Nach dem Einmarsch der deutschen Truppen 1939 in Polen wurde der Großteil der Familie verschleppt und umgebracht, darunter ihre Eltern und die drei Brüder. Unter falschen Namen gelang der 16-Jährigen die Flucht, doch sie wurde aufgegriffen und als Zwangsarbeiterin in eine Hamburger Rüstungsfabrik untergebracht. Von polnischen Landsleuten denunziert, kam Lea-Nina ins Gefängnis Fuhlsbüttel. Dort schnitt sie sich aus Todesangst einen Teil des Daumens ab und entging somit der Deportation. Vom Lazarett aus floh sie mit Hilfe eines Pastors nach Lübeck, wo sie sich bis Kriegsende versteckt hielt. 1949 heiratete sie in Bergen-Belsen einen Auschwitz-Überlebenden. Sie bekamen den Sohn Michel, doch die Ehe hielt nicht lange. Lea-Nina zog 1953 zu einer Tante nach Paris, wo sie auch die französische Staatsbürgerschaft erhielt. Sie absolvierte eine Ausbildung zur Kosmetikerin und arbeitete einige Monate im Schönheitssalon von Elizabeth Arden in Zürich. In der Schweiz nahm Lea-Nina Gesangsunterricht und lernte den Pianisten Tibor Kasics kennen. Es kam zu ersten Rundfunkaufnahmen unter dem Künstlernamen Nina Pola. Sie kehrte nach Paris zurück und hatte erste Engagements im Jüdischen Theater und im Russischen Kabarett. In Paris erhielt sie unter dem Künstlernamen „Belina“ einen ersten Schallplattenvertrag bei dem französischen Label President und veröffentlichte zwei EPs mit Ghettoliedern und jiddischer Folklore. 1960 traf sie zufällig im Zug einen Musikproduzenten. Sie zog nach Köln, wo die Schallplattenfirma Odeon/Columbia sie als Schlagersängerin aufzubauen versuchten. Aber banale deutsche Schlager gefielen ihr nicht.

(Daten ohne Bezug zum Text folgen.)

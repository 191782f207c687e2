//! Counter helpers that compile to nothing without the `metrics` feature.

#[cfg(feature = "metrics")]
pub(crate) fn metric_inc(name: &'static str) {
    metrics::increment_counter!(name);
}

#[cfg(not(feature = "metrics"))]
pub(crate) fn metric_inc(_name: &'static str) {}

#[cfg(feature = "metrics")]
pub(crate) fn metric_inc_webhook(name: &'static str, webhook_id: &crate::types::WebhookId) {
    metrics::increment_counter!(name, "webhook" => webhook_id.0.clone());
}

#[cfg(not(feature = "metrics"))]
pub(crate) fn metric_inc_webhook(_name: &'static str, _webhook_id: &crate::types::WebhookId) {}
//! Shared fixtures for the integration tests.
#![allow(dead_code)]

use std::sync::atomic::{AtomicU32, Ordering};
use std::sync::Arc;
use std::time::Duration;

use event_automation::{DispatcherConfig, Event, InMemoryAuditLog, WebhookDispatcher};
use wiremock::matchers::{method, path};
use wiremock::{Mock, MockServer, Request, Respond, ResponseTemplate};

pub const TENANT: &str = "tenant_a";
pub const SECRET: &str = "whsec_test_secret_key_12345";

/// Small timeouts and no jitter so retry tests run quickly.
pub fn fast_config() -> DispatcherConfig {
    DispatcherConfig {
        max_concurrency: 8,
        max_attempts: 3,
        attempt_timeout_ms: 200,
        retry_base_ms: 5,
        retry_max_ms: 20,
        retry_jitter_ms: 0,
        ..DispatcherConfig::default()
    }
}

pub fn dispatcher(config: DispatcherConfig) -> (WebhookDispatcher, Arc<InMemoryAuditLog>) {
    let audit = Arc::new(InMemoryAuditLog::new());
    let dispatcher = WebhookDispatcher::new(config, audit.clone()).expect("dispatcher builds");
    (dispatcher, audit)
}

pub fn campaign_created(id: &str) -> Event {
    Event::new(
        id,
        TENANT,
        "campaign.created",
        serde_json::json!({"campaign_id": 42, "name": "Spring audit"}),
    )
}

/// Mount `responder` on `POST /{route}` and return the full URL.
pub async fn mount<R: Respond + 'static>(
    server: &MockServer,
    route: &str,
    responder: R,
    expected_calls: Option<u64>,
) -> String {
    let mut mock = Mock::given(method("POST"))
        .and(path(format!("/{route}")))
        .respond_with(responder);
    if let Some(n) = expected_calls {
        mock = mock.expect(n);
    }
    mock.mount(server).await;
    format!("{}/{route}", server.uri())
}

/// Returns 200 after `delay`.
pub fn slow_ok(delay: Duration) -> ResponseTemplate {
    ResponseTemplate::new(200).set_delay(delay)
}

/// Fails `n` times with `failure_code`, then returns 200.
#[derive(Clone)]
pub struct FailingResponder {
    attempt_count: Arc<AtomicU32>,
    failures_before_success: u32,
    failure_code: u16,
}

impl FailingResponder {
    pub fn fail_times(n: u32) -> Self {
        Self::fail_with_status(n, 500)
    }

    pub fn fail_with_status(n: u32, failure_code: u16) -> Self {
        Self {
            attempt_count: Arc::new(AtomicU32::new(0)),
            failures_before_success: n,
            failure_code,
        }
    }

    pub fn attempt_count(&self) -> u32 {
        self.attempt_count.load(Ordering::SeqCst)
    }
}

impl Respond for FailingResponder {
    fn respond(&self, _request: &Request) -> ResponseTemplate {
        let n = self.attempt_count.fetch_add(1, Ordering::SeqCst);
        if n < self.failures_before_success {
            ResponseTemplate::new(self.failure_code)
        } else {
            ResponseTemplate::new(200)
        }
    }
}
mod common;

use std::sync::Arc;

use async_trait::async_trait;
use chrono::{DateTime, Utc};
use event_automation::{
    AutomationEngine, AutomationRule, DeliveryError, EngineConfig, EventBus, EventStatus,
    InMemoryAuditLog, InMemoryRuleRepository, InMemoryWebhookRepository, RepositoryError,
    RuleId, RuleRepository, Subscription, TenantId, Webhook, WebhookId,
};
use tokio_util::sync::CancellationToken;
use wiremock::{MockServer, ResponseTemplate};

use common::{campaign_created, fast_config, mount, TENANT};

struct Fixture {
    engine: Arc<AutomationEngine>,
    rules: Arc<InMemoryRuleRepository>,
    webhooks: Arc<InMemoryWebhookRepository>,
    audit: Arc<InMemoryAuditLog>,
}

fn engine_config() -> EngineConfig {
    EngineConfig {
        dispatcher: fast_config(),
        ..EngineConfig::default()
    }
}

fn fixture() -> Fixture {
    let rules = Arc::new(InMemoryRuleRepository::new());
    let webhooks = Arc::new(InMemoryWebhookRepository::new());
    let audit = Arc::new(InMemoryAuditLog::new());
    let engine = AutomationEngine::new(
        engine_config(),
        rules.clone(),
        webhooks.clone(),
        audit.clone(),
    )
    .expect("engine builds");

    Fixture {
        engine: Arc::new(engine),
        rules,
        webhooks,
        audit,
    }
}

#[tokio::test]
async fn matching_rule_fires_and_disabled_rule_does_not() {
    let server = MockServer::start().await;
    let url = mount(&server, "hook", ResponseTemplate::new(200), Some(1)).await;
    let fx = fixture();

    fx.webhooks.insert(Webhook::new("wh_1", TENANT, url)).await;
    fx.rules
        .insert(AutomationRule::new("rule1", TENANT, "on create", "campaign.created").notify("wh_1"))
        .await;
    fx.rules
        .insert(
            AutomationRule::new("rule2", TENANT, "catch all", "*")
                .notify("wh_1")
                .enabled(false),
        )
        .await;

    let outcome = fx.engine.process(campaign_created("evt_1")).await;

    assert_eq!(outcome.matched_rules, vec![RuleId("rule1".into())]);
    assert_eq!(outcome.event.status, EventStatus::Processed);
    assert!(outcome.event.processed_at.is_some());
    assert_eq!(outcome.report.successful, 1);

    let rule1 = fx.rules.get_rule(&RuleId("rule1".into())).await.unwrap().unwrap();
    assert_eq!(rule1.execution_count, 1);
    assert!(rule1.last_executed_at.is_some());

    let rule2 = fx.rules.get_rule(&RuleId("rule2".into())).await.unwrap().unwrap();
    assert_eq!(rule2.execution_count, 0);
}

#[tokio::test]
async fn event_without_matches_is_still_processed() {
    let fx = fixture();
    fx.rules
        .insert(AutomationRule::new("rule1", TENANT, "risk", "risk.raised").notify("wh_1"))
        .await;

    let outcome = fx.engine.process(campaign_created("evt_none")).await;

    assert!(outcome.matched_rules.is_empty());
    assert_eq!(outcome.report.total, 0);
    assert_eq!(outcome.event.status, EventStatus::Processed);
}

#[tokio::test]
async fn failed_deliveries_do_not_fail_the_event() {
    let server = MockServer::start().await;
    let url = mount(&server, "gone", ResponseTemplate::new(410), Some(1)).await;
    let fx = fixture();

    fx.webhooks.insert(Webhook::new("wh_gone", TENANT, url)).await;
    fx.rules
        .insert(AutomationRule::new("rule1", TENANT, "all", "*").notify("wh_gone"))
        .await;

    let outcome = fx.engine.process(campaign_created("evt_fail")).await;

    assert_eq!(outcome.report.failed, 1);
    assert_eq!(outcome.report.errors[0].error, DeliveryError::ClientError(410));
    assert_eq!(outcome.event.status, EventStatus::Processed);
    assert_eq!(fx.audit.attempts().await.len(), 1);
}

#[tokio::test]
async fn overlapping_rules_notify_a_webhook_once() {
    let server = MockServer::start().await;
    let url = mount(&server, "hook", ResponseTemplate::new(200), Some(1)).await;
    let fx = fixture();

    fx.webhooks.insert(Webhook::new("wh_1", TENANT, url)).await;
    fx.rules
        .insert(AutomationRule::new("exact", TENANT, "exact", "campaign.created").notify("wh_1"))
        .await;
    fx.rules
        .insert(AutomationRule::new("any", TENANT, "any", "*").notify("wh_1"))
        .await;

    let outcome = fx.engine.process(campaign_created("evt_overlap")).await;

    assert_eq!(outcome.matched_rules.len(), 2);
    assert_eq!(outcome.report.total, 1);
    assert_eq!(outcome.report.successful, 1);
}

#[tokio::test]
async fn unknown_webhook_is_reported_not_sent() {
    let fx = fixture();
    fx.rules
        .insert(AutomationRule::new("rule1", TENANT, "all", "*").notify("wh_missing"))
        .await;

    let outcome = fx.engine.process(campaign_created("evt_missing")).await;

    assert_eq!(outcome.report.failed, 1);
    assert_eq!(outcome.report.errors[0].error, DeliveryError::NotFound);
    assert_eq!(outcome.event.status, EventStatus::Processed);
}

#[tokio::test]
async fn settled_events_are_skipped() {
    let fx = fixture();
    fx.rules
        .insert(AutomationRule::new("rule1", TENANT, "all", "*").notify("wh_1"))
        .await;

    let mut event = campaign_created("evt_done");
    event.mark_processed(Utc::now()).unwrap();

    let outcome = fx.engine.process(event).await;
    assert!(outcome.matched_rules.is_empty());
    assert_eq!(outcome.report.total, 0);
}

struct UnavailableRules;

#[async_trait]
impl RuleRepository for UnavailableRules {
    async fn list_rules(&self, _tenant_id: &TenantId) -> Result<Vec<AutomationRule>, RepositoryError> {
        Err(RepositoryError::Unavailable("connection refused".into()))
    }

    async fn get_rule(&self, _id: &RuleId) -> Result<Option<AutomationRule>, RepositoryError> {
        Err(RepositoryError::Unavailable("connection refused".into()))
    }

    async fn record_execution(&self, _id: &RuleId, _at: DateTime<Utc>) -> Result<(), RepositoryError> {
        Err(RepositoryError::Unavailable("connection refused".into()))
    }
}

#[tokio::test]
async fn unreadable_rules_fail_the_event() {
    let engine = AutomationEngine::new(
        engine_config(),
        Arc::new(UnavailableRules),
        Arc::new(InMemoryWebhookRepository::new()),
        Arc::new(InMemoryAuditLog::new()),
    )
    .unwrap();

    let outcome = engine.process(campaign_created("evt_broken")).await;

    assert_eq!(outcome.event.status, EventStatus::Failed);
    assert!(outcome.event.processed_at.is_some());
}

#[tokio::test]
async fn webhooks_are_served_from_cache_after_first_lookup() {
    let server = MockServer::start().await;
    let url = mount(&server, "hook", ResponseTemplate::new(200), Some(2)).await;
    let fx = fixture();

    fx.webhooks.insert(Webhook::new("wh_1", TENANT, url)).await;
    fx.rules
        .insert(AutomationRule::new("rule1", TENANT, "all", "*").notify("wh_1"))
        .await;

    fx.engine.process(campaign_created("evt_a")).await;
    fx.engine.process(campaign_created("evt_b")).await;

    let stats = fx.engine.cache_stats();
    assert_eq!(stats.misses, 1);
    assert_eq!(stats.hits, 1);
    assert_eq!(stats.size, 1);

    assert!(fx.engine.invalidate_webhook(&WebhookId("wh_1".into())));
    assert_eq!(fx.engine.cache_stats().size, 0);
}

#[tokio::test]
async fn started_engine_drains_the_bus() {
    let server = MockServer::start().await;
    let url = mount(&server, "hook", ResponseTemplate::new(200), Some(3)).await;
    let fx = fixture();

    fx.webhooks.insert(Webhook::new("wh_1", TENANT, url)).await;
    fx.rules
        .insert(AutomationRule::new("rule1", TENANT, "created", "campaign.created").notify("wh_1"))
        .await;

    let bus = EventBus::from_config(&engine_config());
    let handle = Arc::clone(&fx.engine).start(bus.subscribe(Subscription::All));

    for i in 0..3 {
        assert_eq!(bus.publish(&campaign_created(&format!("evt_{i}"))).await, 1);
    }
    drop(bus);

    assert_eq!(handle.join().await, 3);
    assert_eq!(fx.audit.attempts().await.len(), 3);
}

#[tokio::test]
async fn stopping_an_idle_engine_returns_promptly() {
    let fx = fixture();
    let bus = EventBus::new(4);
    let handle = Arc::clone(&fx.engine).start(bus.subscribe(Subscription::All));

    let processed = tokio::time::timeout(std::time::Duration::from_secs(2), handle.stop())
        .await
        .expect("engine stops");
    assert_eq!(processed, 0);
    assert_eq!(bus.subscriber_count(), 0);
}

#[tokio::test]
async fn cancelled_dispatch_leaves_event_pending_and_counters_unchanged() {
    let server = MockServer::start().await;
    let url = mount(&server, "hook", ResponseTemplate::new(200), Some(1)).await;
    let fx = fixture();

    fx.webhooks.insert(Webhook::new("wh_1", TENANT, url)).await;
    fx.rules
        .insert(AutomationRule::new("rule1", TENANT, "all", "*").notify("wh_1"))
        .await;

    let shutdown = CancellationToken::new();
    shutdown.cancel();
    let interrupted = fx
        .engine
        .process_until(campaign_created("evt_resume"), &shutdown)
        .await;

    assert_eq!(interrupted.report.cancelled, 1);
    assert_eq!(interrupted.event.status, EventStatus::Pending);
    assert!(interrupted.event.processed_at.is_none());
    assert!(fx.audit.attempts().await.is_empty());
    let rule1 = fx.rules.get_rule(&RuleId("rule1".into())).await.unwrap().unwrap();
    assert_eq!(rule1.execution_count, 0);

    let resumed = fx.engine.process(interrupted.event).await;

    assert_eq!(resumed.report.successful, 1);
    assert_eq!(resumed.event.status, EventStatus::Processed);
    let rule1 = fx.rules.get_rule(&RuleId("rule1".into())).await.unwrap().unwrap();
    assert_eq!(rule1.execution_count, 1);
}

#[tokio::test]
async fn deactivated_webhook_is_not_served_from_cache() {
    let server = MockServer::start().await;
    let url = mount(&server, "hook", ResponseTemplate::new(200), Some(1)).await;
    let fx = fixture();

    let webhook = Webhook::new("wh_1", TENANT, url);
    fx.webhooks.insert(webhook.clone()).await;
    fx.rules
        .insert(AutomationRule::new("rule1", TENANT, "all", "*").notify("wh_1"))
        .await;

    let first = fx.engine.process(campaign_created("evt_before")).await;
    assert_eq!(first.report.successful, 1);

    fx.webhooks.insert(webhook.active(false)).await;

    let second = fx.engine.process(campaign_created("evt_after")).await;
    assert_eq!(second.report.successful, 0);
    assert_eq!(second.report.failed, 1);
    assert_eq!(second.report.errors[0].error, DeliveryError::Inactive);
}

#[tokio::test]
async fn settled_events_release_their_delivery_states() {
    let server = MockServer::start().await;
    let url = mount(&server, "hook", ResponseTemplate::new(200), Some(20)).await;
    let fx = fixture();

    fx.webhooks.insert(Webhook::new("wh_1", TENANT, url)).await;
    fx.rules
        .insert(AutomationRule::new("rule1", TENANT, "all", "*").notify("wh_1"))
        .await;

    let mut ids = Vec::new();
    for i in 0..20 {
        let outcome = fx.engine.process(campaign_created(&format!("evt_{i}"))).await;
        assert_eq!(outcome.event.status, EventStatus::Processed);
        ids.push(outcome.event.id);
    }

    for id in &ids {
        assert!(fx
            .engine
            .dispatcher()
            .delivery_status_for_event(id)
            .await
            .is_empty());
    }
}

#[tokio::test]
async fn subscribers_are_notified_without_rules() {
    let server = MockServer::start().await;
    let subscribed = mount(&server, "subscribed", ResponseTemplate::new(200), Some(1)).await;
    let other = mount(&server, "other", ResponseTemplate::new(200), Some(0)).await;
    let fx = fixture();

    fx.webhooks
        .insert(
            Webhook::new("wh_campaigns", TENANT, subscribed)
                .subscribed_to(Subscription::events(["campaign.created"])),
        )
        .await;
    fx.webhooks
        .insert(
            Webhook::new("wh_risk", TENANT, other)
                .subscribed_to(Subscription::events(["risk.raised"])),
        )
        .await;

    let event = campaign_created("evt_broadcast");
    let report = fx
        .engine
        .notify_subscribers(&event, &CancellationToken::new())
        .await
        .expect("subscribers listed");

    assert_eq!(report.total, 1);
    assert_eq!(report.successful, 1);
    assert_eq!(fx.engine.cache_stats().size, 1);
}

Sie machte als Schauspielerin von sich Reden und zeigte sich von einer ganz anderen Seite. In Brechts „Dreigroschenoper“ spielte sie 1960 die Rolle der Polly. Wenig später trat sie in dem Krimi Das Geheimnis der schwarzen Witwe an der Seite von O. W. Fischer, Karin Dor und Klaus Kinski auf.
1962 verhalf ihr der Regisseur Truck Branns zum internationalen Durchbruch. Der spätere „Hitparaden“-Macher widmete ihr seine erste Personality-Show Belina – Porträt einer Sängerin[1] (es folgten u. a. Hildegard Knef, Françoise Hardy, Alexandra) und machte sie über Nacht berühmt.
Bei den Dreharbeiten zu Branss preisgekrönter Fernsehsendung lernte Belina den populären Gitarristen Siegfried Behrend (1933-1990) kennen, der als 30-Jähriger mehr als 1000 Kompositionen, größtenteils folkloristisch oder von alten Meistern inspiriert, vorweisen konnte. Er hatte bereits in Moskau, Rom und Madrid, aber auch außerhalb Europas umjubelte Konzerte gegeben und vor dem Schah in Persien, vor General Nasser in Ägypten und vor dem Kaiser in Tokio gespielt. Die beiden waren fortan Gäste in zahlreichen TV-Sendungen (Musik aus Studio B, Einer wird gewinnen). In Berlin veranstalteten sie 1963 eine Folk Session, die auf der LP 24 Songs and one Guitar live festgehalten wurde und sich 40 Wochen lang in den Charts hielt. 1964/65 unternahm das Duo im Auftrag des Goethe-Instituts und des Auswärtigen Amtes eine erste Welttournee, und die Kritik überschlug sich förmlich vor Begeisterung. Über Monate hinweg reisten die beiden um die Erde, mitunter in Regionen, an denen es nie zuvor Konzerte gegeben hatte (u. a. in Lambarene bei Albert Schweitzer) oder in Länder, die von politischen Unruhen erschüttert wurden. Belina und Siegfried Behrend repräsentierten als musikalische Botschafter in nie da gewesener Form die junge Bundesrepublik, ihre Langspielplatten mit Liedern aus aller Welt wurden zu Bestsellern.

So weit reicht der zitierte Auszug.